> _Exercise data_
- Opening Delimiter -

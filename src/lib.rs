//! # PepperVault
//!
//! Chili pepper cultivation tracker - a local-first document store with
//! optional remote synchronization, built around one shared dataset of
//! plants, cultivars, diary entries, and growth measurements.
//!
//! ## Features
//!
//! - **Local-first storage**: the document always lives on disk; remote
//!   trouble never loses data
//! - **Whole-document sync**: last-writer-wins reconciliation on a single
//!   `lastUpdate` timestamp
//! - **Two remote shapes**: a single JSON blob (get/put) or a
//!   per-collection file tree behind a repository contents API
//! - **Photo redaction**: diary photo payloads stay local; the remote
//!   only ever sees metadata
//! - **Lineage graph**: cultivar genealogy with computed generations
//!
//! ## Modules
//!
//! - [`model`]: The document and its collections
//! - [`store`]: Local store, remote providers, and the sync policy
//! - [`genealogy`]: Derived cultivar lineage graph
//! - [`stats`]: Derived growth and diary statistics
//!
//! ## Quick Start
//!
//! ```rust,no_run
//! use peppervault::config::Config;
//! use peppervault::model::Collection;
//! use peppervault::store::SyncStore;
//! use peppervault::model::Plant;
//!
//! #[tokio::main]
//! async fn main() -> Result<(), Box<dyn std::error::Error>> {
//!     let config = Config::load_default();
//!     let store = SyncStore::from_config(&config)?;
//!
//!     // Reconcile local and remote copies
//!     let doc = store.sync().await;
//!     println!("Tracking {} plants", doc.peppers.len());
//!
//!     // Mutate and persist atomically
//!     let (doc, outcome) = store
//!         .update(|doc| {
//!             let id = doc.next_id(Collection::Peppers);
//!             doc.peppers.push(Plant::new(id, "Habanero", "Capsicum chinense"));
//!         })
//!         .await;
//!     println!("Saved {} plants ({outcome:?})", doc.peppers.len());
//!
//!     Ok(())
//! }
//! ```

pub mod config;
pub mod genealogy;
pub mod model;
pub mod stats;
pub mod store;

// Re-export top-level types for convenience
pub use model::{
    Collection, Cultivar, DiaryEntry, Document, Measurement, Photo, Plant, Stage,
};

pub use store::{
    remote_from_config, BlobStore, FileTreeStore, LocalStore, NoRedaction, PhotoRedaction,
    RemoteStore, RemoteTransform, SaveOutcome, StoreError, StoreResult, SyncOutcome, SyncStore,
};

pub use genealogy::{
    GenerationBucket, LineageEdge, LineageFilter, LineageGraph, LineageNode, ParentRole,
};

pub use stats::{diary_stats, growth_stats, stage_distribution, DiaryStats, GrowthStats};

pub use config::{
    BlobProviderConfig, Config, ConfigError, FilesProviderConfig, LocalConfig, LoggingConfig,
    RemoteConfig, RemoteProvider, SyncConfig,
};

- Closing Delimiter -

> _Your goal_
Looking at the data above, show all lines where the word "first" occurs.

> _Response to this exercise_
//! Chili pepper cultivation tracker - a local-first document store with
//! - **Local-first storage**: the document always lives on disk; remote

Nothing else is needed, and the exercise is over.